(Given information)

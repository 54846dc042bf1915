use std::sync::Arc;
use std::time::Duration;

use fitrecord_domain::error::LinkError;
use fitrecord_domain::gatt::{AccessMode, CharacteristicFilter, ServiceFilter};
use fitrecord_domain::id::PeripheralAddress;
use tokio::runtime::Handle;
use tokio_stream::StreamExt;

use super::connection::{GattConnection, LinkCommand, LinkEvent};
use super::disconnector::Disconnector;
use crate::ports::{
    ConnectionCallbacks, GattLink, LinkProvider, Notification, NotificationStream,
    PeripheralConnector,
};

/// How long opening a link may take before it counts as failed.
pub const DEFAULT_CONNECT_TIMEOUT: Duration = Duration::from_secs(20);

/// Drive `connection` over `link` until it reaches a terminal state.
///
/// Notifications are only pulled between commands; the link buffers them
/// while a setup operation is outstanding.
pub async fn run_connection<L, C>(
    link: L,
    mut connection: GattConnection<C>,
    connect_timeout: Duration,
) where
    L: GattLink,
    C: ConnectionCallbacks,
{
    let disconnector = connection.disconnector().clone();
    let mut notifications: Option<NotificationStream> = None;
    let mut command = Some(connection.start());

    loop {
        let event = match command.take() {
            // never raced against the disconnector, which has usually fired already
            Some(LinkCommand::Disconnect) => {
                execute(&link, LinkCommand::Disconnect, &mut notifications, connect_timeout).await
            }
            Some(next) => tokio::select! {
                biased;
                () = disconnector.requested() => LinkEvent::DisconnectRequested,
                event = execute(&link, next, &mut notifications, connect_timeout) => event,
            },
            None if connection.state().is_terminal() => break,
            None => tokio::select! {
                biased;
                () = disconnector.requested() => LinkEvent::DisconnectRequested,
                next = next_notification(&mut notifications) => match next {
                    Some(notification) => LinkEvent::Notification(notification),
                    None => LinkEvent::Disconnected { requested: false },
                },
            },
        };
        command = connection.handle(event);
    }
}

async fn execute<L: GattLink>(
    link: &L,
    command: LinkCommand,
    notifications: &mut Option<NotificationStream>,
    connect_timeout: Duration,
) -> LinkEvent {
    match command {
        LinkCommand::Connect => match open(link, connect_timeout).await {
            Ok(stream) => {
                *notifications = Some(stream);
                LinkEvent::Connected
            }
            Err(err) => LinkEvent::ConnectFailed(err),
        },
        LinkCommand::DiscoverServices => match link.discover_services().await {
            Ok(services) => LinkEvent::ServicesDiscovered(services),
            Err(err) => LinkEvent::DiscoveryFailed(err),
        },
        LinkCommand::Execute(operation) => {
            let result = match operation.mode {
                AccessMode::Notify => link.subscribe(&operation.characteristic).await.map(|()| None),
                AccessMode::Read => link.read(&operation.characteristic).await.map(Some),
            };
            LinkEvent::OperationCompleted { operation, result }
        }
        LinkCommand::Disconnect => {
            if let Err(err) = link.disconnect().await {
                tracing::debug!(%err, "disconnect failed");
            }
            *notifications = None;
            LinkEvent::Disconnected { requested: true }
        }
    }
}

async fn open<L: GattLink>(link: &L, connect_timeout: Duration) -> Result<NotificationStream, LinkError> {
    tokio::time::timeout(connect_timeout, link.connect())
        .await
        .map_err(|elapsed| LinkError::ConnectFailed(Box::new(elapsed)))??;
    link.notifications().await
}

async fn next_notification(notifications: &mut Option<NotificationStream>) -> Option<Notification> {
    match notifications {
        Some(stream) => stream.next().await,
        None => None,
    }
}

/// [`PeripheralConnector`] running every connection as a task on `runtime`.
pub struct GattClient<P> {
    provider: Arc<P>,
    runtime: Handle,
    connect_timeout: Duration,
}

impl<P: LinkProvider> GattClient<P> {
    pub fn new(provider: P, runtime: Handle) -> Self {
        Self {
            provider: Arc::new(provider),
            runtime,
            connect_timeout: DEFAULT_CONNECT_TIMEOUT,
        }
    }

    #[must_use]
    pub fn with_connect_timeout(mut self, connect_timeout: Duration) -> Self {
        self.connect_timeout = connect_timeout;
        self
    }
}

impl<P: LinkProvider> PeripheralConnector for GattClient<P> {
    fn connect(
        &self,
        address: PeripheralAddress,
        services: ServiceFilter,
        characteristics: CharacteristicFilter,
        callbacks: Box<dyn ConnectionCallbacks>,
    ) -> Disconnector {
        let disconnector = Disconnector::new();
        let provider = Arc::clone(&self.provider);
        let connect_timeout = self.connect_timeout;
        let mut connection = GattConnection::new(
            address.clone(),
            services,
            characteristics,
            disconnector.clone(),
            callbacks,
        );

        let cancel = disconnector.clone();
        self.runtime.spawn(async move {
            let opened = tokio::select! {
                biased;
                () = cancel.requested() => None,
                opened = provider.open(&address) => Some(opened),
            };
            match opened {
                Some(Ok(link)) => run_connection(link, connection, connect_timeout).await,
                Some(Err(err)) => {
                    connection.start();
                    connection.handle(LinkEvent::ConnectFailed(err));
                }
                None => {
                    tracing::debug!(%address, "connection cancelled while locating peripheral");
                    connection.start();
                    connection.handle(LinkEvent::Disconnected { requested: true });
                }
            }
        });

        disconnector
    }
}
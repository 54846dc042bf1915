//! Once-per-second telemetry forwarding with idle auto-off.

use std::sync::Arc;
use std::time::Duration;

use tokio::sync::mpsc;
use tokio::time::{Instant, MissedTickBehavior};

use crate::event_bus::{SessionEvent, SessionEventBus};
use crate::ports::TelemetrySink;
use crate::registry::SensorRegistry;

/// Period between two collected frames.
pub const POLL_INTERVAL: Duration = Duration::from_secs(1);

/// Consecutive ticks without a recording status after which the session
/// shuts itself down.
pub const IDLE_AUTO_OFF_TICKS: u32 = 300;

#[derive(Debug, Clone, Copy, PartialEq, Eq)]
pub enum IdleVerdict {
    /// The consumer reported a status; the counter was reset.
    Active,
    /// Consecutive idle ticks so far, below the threshold.
    Idle(u32),
    /// The threshold was reached.
    Expired,
}

/// Counts consecutive replies without a recording status.
#[derive(Debug, Clone)]
pub struct IdlePolicy {
    threshold: u32,
    idle_ticks: u32,
}

impl Default for IdlePolicy {
    fn default() -> Self {
        Self::new(IDLE_AUTO_OFF_TICKS)
    }
}

impl IdlePolicy {
    #[must_use]
    pub fn new(threshold: u32) -> Self {
        Self {
            threshold,
            idle_ticks: 0,
        }
    }

    /// Account for one consumer reply carrying `status`.
    pub fn observe(&mut self, status: Option<f64>) -> IdleVerdict {
        if status.is_some() {
            self.idle_ticks = 0;
            return IdleVerdict::Active;
        }
        self.idle_ticks = self.idle_ticks.saturating_add(1);
        if self.idle_ticks >= self.threshold {
            IdleVerdict::Expired
        } else {
            IdleVerdict::Idle(self.idle_ticks)
        }
    }

    #[must_use]
    pub fn idle_ticks(&self) -> u32 {
        self.idle_ticks
    }

    pub fn reset(&mut self) {
        self.idle_ticks = 0;
    }
}

#[derive(Debug, Clone, Copy, PartialEq, Eq)]
pub enum TickOutcome {
    Continue,
    IdleExpired,
}

/// Collects a frame from the registry and forwards it to the sink on every
/// tick.
pub struct TelemetryPoller<S> {
    registry: Arc<SensorRegistry>,
    sink: Arc<S>,
    events: SessionEventBus,
    idle: IdlePolicy,
}

impl<S: TelemetrySink> TelemetryPoller<S> {
    pub fn new(registry: Arc<SensorRegistry>, sink: Arc<S>, events: SessionEventBus) -> Self {
        Self {
            registry,
            sink,
            events,
            idle: IdlePolicy::default(),
        }
    }

    #[must_use]
    pub fn with_idle_policy(mut self, idle: IdlePolicy) -> Self {
        self.idle = idle;
        self
    }

    /// Forward one frame and evaluate the reply.
    ///
    /// A failed forward is logged and does not count towards idleness.
    pub async fn tick(&mut self) -> TickOutcome {
        let frame = self.registry.collect_data();
        tracing::trace!(sensors = frame.len(), "forwarding frame");

        let reply = match self.sink.forward(frame).await {
            Ok(reply) => reply,
            Err(err) => {
                tracing::warn!(%err, "telemetry consumer failed");
                return TickOutcome::Continue;
            }
        };

        let verdict = self.idle.observe(reply.status());
        if let Some(text) = reply.status_text {
            self.events.publish(SessionEvent::StatusText(text));
        }
        self.events.publish(SessionEvent::SensorData(reply.data));

        match verdict {
            IdleVerdict::Expired => {
                tracing::info!(ticks = self.idle.idle_ticks(), "idle threshold reached");
                TickOutcome::IdleExpired
            }
            IdleVerdict::Idle(ticks) => {
                tracing::trace!(ticks, "consumer idle");
                TickOutcome::Continue
            }
            IdleVerdict::Active => TickOutcome::Continue,
        }
    }

    /// Tick every [`POLL_INTERVAL`], plus once per message on `pokes`,
    /// until the idle threshold is reached.
    pub async fn run(mut self, mut pokes: mpsc::Receiver<()>) {
        let mut interval = tokio::time::interval_at(Instant::now() + POLL_INTERVAL, POLL_INTERVAL);
        interval.set_missed_tick_behavior(MissedTickBehavior::Skip);

        loop {
            tokio::select! {
                _ = interval.tick() => {}
                Some(()) = pokes.recv() => {
                    tracing::debug!("out-of-band poll");
                }
            }
            if self.tick().await == TickOutcome::IdleExpired {
                return;
            }
        }
    }
}
//! [`Query`] collection related to [`Favorite`]s.

use common::operations::By;

use crate::{domain::customer, read::hotel::Summary};
#[cfg(doc)]
use crate::{
    domain::{Favorite, Hotel},
    Query,
};

use super::DatabaseQuery;

/// Queries [`Favorite`] [`Hotel`]s of a customer, the highest rated first.
pub type ByCustomer = DatabaseQuery<By<Vec<Summary>, customer::Id>>;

(End Given information)

## Task to carry out
Go over the entries above and tally the lines holding "async"; please answer with the number alone.

## Answer to this problem
7